(Beginning of Exercise material)

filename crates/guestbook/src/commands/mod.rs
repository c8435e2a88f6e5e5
//! CLI command implementations.

pub(crate) mod serve;

pub(crate) use serve::ServeArgs;
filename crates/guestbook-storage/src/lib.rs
//! JSON document storage for the guestbook.
//!
//! This crate owns every byte the guestbook persists. It is split in two layers:
//!
//! - [`Storage`] trait: raw document bytes addressed by location (a bare file
//!   name such as `"guests.json"`), with [`FsStorage`] for the local filesystem
//!   and [`MockStorage`] for tests (behind the `mock` feature flag)
//! - [`DocumentStore`]: typed whole-value JSON on top of any [`Storage`]
//!
//! Documents are always read fully and rewritten fully. There is no partial
//! update and no write atomicity: a crash mid-write may leave a corrupt document,
//! which [`DocumentStore::load`] then reports as absent.
//!
//! # Example
//!
//! ```ignore
//! use std::path::PathBuf;
//! use std::sync::Arc;
//! use guestbook_storage::{DocumentStore, FsStorage};
//!
//! let store = DocumentStore::new(Arc::new(FsStorage::new(PathBuf::from("data"))));
//! store.ensure_exists("visits.json", &0_u64)?;
//! let total: Option<u64> = store.load("visits.json")?;
//! ```

mod document;
mod fs;
#[cfg(any(test, feature = "mock"))]
mod mock;
mod storage;

pub use document::DocumentStore;
pub use fs::FsStorage;
#[cfg(any(test, feature = "mock"))]
pub use mock::MockStorage;
pub use storage::{Storage, StorageError, StorageErrorKind};
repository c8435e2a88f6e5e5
//! HTTP server for the guestbook.
//!
//! This crate provides a native Rust HTTP server using axum, serving
//! server-rendered HTML pages:
//!
//! | Method | Path | Page |
//! |---|---|---|
//! | GET | `/` | Home page, counts a visit |
//! | GET | `/stats` | Visits per address |
//! | GET | `/fom` | Sign-up form |
//! | GET, POST | `/add` | Add a guest (`name` from the query or form body) |
//! | GET | `/list` | Guest list with delete links |
//! | GET | `/delete` | Delete a guest by `id` |
//! | GET | `/clear` | Empty the guest list |
//!
//! # Quick Start
//!
//! ```ignore
//! use std::path::PathBuf;
//! use guestbook_server::{ServerConfig, run_server};
//!
//! #[tokio::main]
//! async fn main() {
//!     let config = ServerConfig {
//!         data_dir: PathBuf::from("data"),
//!         ..ServerConfig::default()
//!     };
//!
//!     run_server(config).await.unwrap();
//! }
//! ```
//!
//! # Architecture
//!
//! ```text
//! Browser ──HTTP──► axum router (guestbook-server)
//!                        │
//!                        ├─► handlers ──► render (HTML shell + escaping)
//!                        │       │
//!                        │       └─► spawn_blocking ──► GuestBook / Ledger (guestbook-core)
//!                        │                                   │
//!                        │                                   └─► DocumentStore (guestbook-storage)
//!                        │
//!                        └─► middleware (headers, trace, panic recovery)
//! ```

mod app;
mod client_addr;
mod error;
mod handlers;
mod middleware;
mod params;
mod render;
mod state;

use std::net::SocketAddr;
use std::path::PathBuf;
use std::sync::Arc;

use guestbook_storage::FsStorage;

pub use app::create_router;
pub use state::AppState;

/// Server configuration.
#[derive(Clone, Debug)]
pub struct ServerConfig {
    /// Host address to bind to.
    pub host: String,
    /// Port to listen on.
    pub port: u16,
    /// Directory holding the JSON documents.
    pub data_dir: PathBuf,
    /// Guest list document name.
    pub guests_file: String,
    /// Visit ledger document name.
    pub visits_file: String,
}

impl Default for ServerConfig {
    fn default() -> Self {
        Self {
            host: "127.0.0.1".to_owned(),
            port: 3000,
            data_dir: PathBuf::from("."),
            guests_file: "guests.json".to_owned(),
            visits_file: "visits.json".to_owned(),
        }
    }
}

/// Run the server.
///
/// Creates missing documents, then serves until Ctrl-C.
///
/// # Errors
///
/// Returns an error if the documents can't be initialized or the server
/// fails to start.
pub async fn run_server(config: ServerConfig) -> Result<(), Box<dyn std::error::Error>> {
    let storage = Arc::new(FsStorage::new(config.data_dir.clone()));
    let state = AppState::from_storage(storage, &config.guests_file, &config.visits_file);
    state.init()?;

    let app = create_router(state);

    let listener = tokio::net::TcpListener::bind((config.host.as_str(), config.port)).await?;
    tracing::info!(address = %listener.local_addr()?, "Starting server");

    axum::serve(
        listener,
        app.into_make_service_with_connect_info::<SocketAddr>(),
    )
    .with_graceful_shutdown(shutdown_signal())
    .await?;

    Ok(())
}

/// Wait for shutdown signal (Ctrl-C).
async fn shutdown_signal() {
    if let Err(e) = tokio::signal::ctrl_c().await {
        // Without a signal handler the server runs until killed
        tracing::error!(error = %e, "Failed to install Ctrl+C handler");
        std::future::pending::<()>().await;
    }
    tracing::info!("Shutdown signal received, stopping server...");
}

/// Create server configuration from guestbook config.
#[must_use]
pub fn server_config_from_config(config: &guestbook_config::Config) -> ServerConfig {
    ServerConfig {
        host: config.server.host.clone(),
        port: config.server.port,
        data_dir: config.storage_resolved.data_dir.clone(),
        guests_file: config.storage_resolved.guests_file.clone(),
        visits_file: config.storage_resolved.visits_file.clone(),
    }
}
//! Router construction.
//!
//! Builds the axum router with all routes and middleware.

use std::sync::Arc;

use axum::Router;
use axum::routing::get;
use tower::ServiceBuilder;
use tower_http::trace::TraceLayer;

use crate::handlers::{self, guests, home, stats};
use crate::middleware::{headers, panic};
use crate::state::AppState;

/// Create the application router.
///
/// Routes match on exact paths. A wrong method on `/add` yields 405; on any
/// other route it yields 404, same as an unknown path.
///
/// Serve it with `into_make_service_with_connect_info::<SocketAddr>()` so
/// visits can fall back to the peer address.
pub fn create_router(state: AppState) -> Router {
    let not_found = handlers::not_found;

    let routes = Router::new()
        .route("/", get(home::home).fallback(not_found))
        .route("/stats", get(stats::stats).fallback(not_found))
        .route("/fom", get(guests::form).fallback(not_found))
        .route(
            "/add",
            get(guests::add_from_query)
                .post(guests::add_from_form)
                .fallback(handlers::method_not_allowed),
        )
        .route("/list", get(guests::list).fallback(not_found))
        .route("/delete", get(guests::delete).fallback(not_found))
        .route("/clear", get(guests::clear).fallback(not_found))
        .fallback(not_found)
        .with_state(Arc::new(state));

    with_middleware(routes)
}

/// Wrap `router` in the response headers, tracing and panic recovery.
///
/// Panics are caught innermost, so their 500 page still gets every header.
fn with_middleware(router: Router) -> Router {
    router.layer(
        ServiceBuilder::new()
            .layer(headers::content_type_layer())
            .layer(headers::csp_layer())
            .layer(headers::content_type_options_layer())
            .layer(headers::frame_options_layer())
            .layer(TraceLayer::new_for_http())
            .layer(panic::catch_panic_layer()),
    )
}
//! Colored terminal output utilities.

use console::{Style, Term};

/// Terminal output formatter.
pub(crate) struct Output {
    term: Term,
    red: Style,
    cyan_bold: Style,
}

impl Output {
    /// Create a new output formatter.
    #[must_use]
    pub(crate) fn new() -> Self {
        Self {
            term: Term::stderr(),
            red: Style::new().red(),
            cyan_bold: Style::new().cyan().bold(),
        }
    }

    /// Print an info message.
    pub(crate) fn info(&self, msg: &str) {
        let _ = self.term.write_line(msg);
    }

    /// Print an error message (red).
    pub(crate) fn error(&self, msg: &str) {
        let _ = self.term.write_line(&self.red.apply_to(msg).to_string());
    }

    /// Print a highlighted message (cyan bold).
    pub(crate) fn highlight(&self, msg: &str) {
        let _ = self
            .term
            .write_line(&self.cyan_bold.apply_to(msg).to_string());
    }
}
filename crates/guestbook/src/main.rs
//! Guestbook CLI.
//!
//! Provides commands for:
//! - `serve`: Start the guestbook web server

mod commands;
mod error;
mod output;

use clap::{Parser, Subcommand};
use tracing_subscriber::EnvFilter;

use commands::ServeArgs;
use error::CliError;
use output::Output;

/// Guestbook - sign in, list guests, count visits.
#[derive(Parser)]
#[command(name = "guestbook", version, about)]
struct Cli {
    #[command(subcommand)]
    command: Commands,
}

#[derive(Subcommand)]
enum Commands {
    /// Start the guestbook server.
    Serve(ServeArgs),
}

fn main() {
    let cli = Cli::parse();
    let output = Output::new();

    let verbose = matches!(&cli.command, Commands::Serve(args) if args.verbose);

    // --verbose enables INFO level, otherwise use RUST_LOG or default to WARN
    let filter = if verbose {
        EnvFilter::new("info")
    } else {
        EnvFilter::from_default_env()
    };
    tracing_subscriber::fmt().with_env_filter(filter).init();

    let result = match cli.command {
        Commands::Serve(args) => tokio::runtime::Runtime::new()
            .map_err(CliError::from)
            .and_then(|rt| rt.block_on(args.execute())),
    };

    if let Err(err) = result {
        output.error(&format!("Error: {err}"));
        std::process::exit(1);
    }
}
//! Timestamp and id providers for new guests.

use chrono::{DateTime, Utc};
use uuid::Uuid;

/// Source of creation timestamps.
pub trait Clock: Send + Sync {
    /// Current time.
    fn now(&self) -> DateTime<Utc>;
}

/// Wall clock.
#[derive(Debug, Default, Clone, Copy)]
pub struct SystemClock;

impl Clock for SystemClock {
    fn now(&self) -> DateTime<Utc> {
        Utc::now()
    }
}

/// Source of guest ids.
pub trait IdGenerator: Send + Sync {
    /// Generate an id for a guest created at `created_at`.
    fn generate(&self, created_at: DateTime<Utc>) -> String;
}

/// Time-based ids with a random suffix.
///
/// Format: `<millis since epoch, base 36>-<8 random hex chars>`, e.g.
/// `mg9x2k1c-3f9e1c0a`. Collisions require two guests in the same millisecond
/// drawing the same 32 random bits.
#[derive(Debug, Default, Clone, Copy)]
pub struct TimeRandomIds;

impl IdGenerator for TimeRandomIds {
    fn generate(&self, created_at: DateTime<Utc>) -> String {
        let millis = u64::try_from(created_at.timestamp_millis()).unwrap_or_default();
        let random = Uuid::new_v4().simple().to_string();
        format!("{}-{}", to_base36(millis), &random[..8])
    }
}

/// Render `n` in lowercase base 36.
fn to_base36(mut n: u64) -> String {
    const DIGITS: &[u8; 36] = b"0123456789abcdefghijklmnopqrstuvwxyz";

    if n == 0 {
        return "0".to_owned();
    }
    let mut digits = Vec::new();
    while n > 0 {
        // n % 36 < 36, always a valid index
        #[allow(clippy::cast_possible_truncation)]
        digits.push(DIGITS[(n % 36) as usize]);
        n /= 36;
    }
    digits.reverse();
    String::from_utf8_lossy(&digits).into_owned()
}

(End of Exercise material)

▶ Task objective: Starting at the line above that contains "and panic recovery.", repeat each line exactly up to and including the line that contains "filename crates/guestbook/src/main.rs", and stop there.

▶ Answer section:
/// Wrap `router` in the response headers, tracing and panic recovery.
///
/// Panics are caught innermost, so their 500 page still gets every header.
fn with_middleware(router: Router) -> Router {
    router.layer(
        ServiceBuilder::new()
            .layer(headers::content_type_layer())
            .layer(headers::csp_layer())
            .layer(headers::content_type_options_layer())
            .layer(headers::frame_options_layer())
            .layer(TraceLayer::new_for_http())
            .layer(panic::catch_panic_layer()),
    )
}
//! Colored terminal output utilities.

use console::{Style, Term};

/// Terminal output formatter.
pub(crate) struct Output {
    term: Term,
    red: Style,
    cyan_bold: Style,
}

impl Output {
    /// Create a new output formatter.
    #[must_use]
    pub(crate) fn new() -> Self {
        Self {
            term: Term::stderr(),
            red: Style::new().red(),
            cyan_bold: Style::new().cyan().bold(),
        }
    }

    /// Print an info message.
    pub(crate) fn info(&self, msg: &str) {
        let _ = self.term.write_line(msg);
    }

    /// Print an error message (red).
    pub(crate) fn error(&self, msg: &str) {
        let _ = self.term.write_line(&self.red.apply_to(msg).to_string());
    }

    /// Print a highlighted message (cyan bold).
    pub(crate) fn highlight(&self, msg: &str) {
        let _ = self
            .term
            .write_line(&self.cyan_bold.apply_to(msg).to_string());
    }
}
filename crates/guestbook/src/main.rs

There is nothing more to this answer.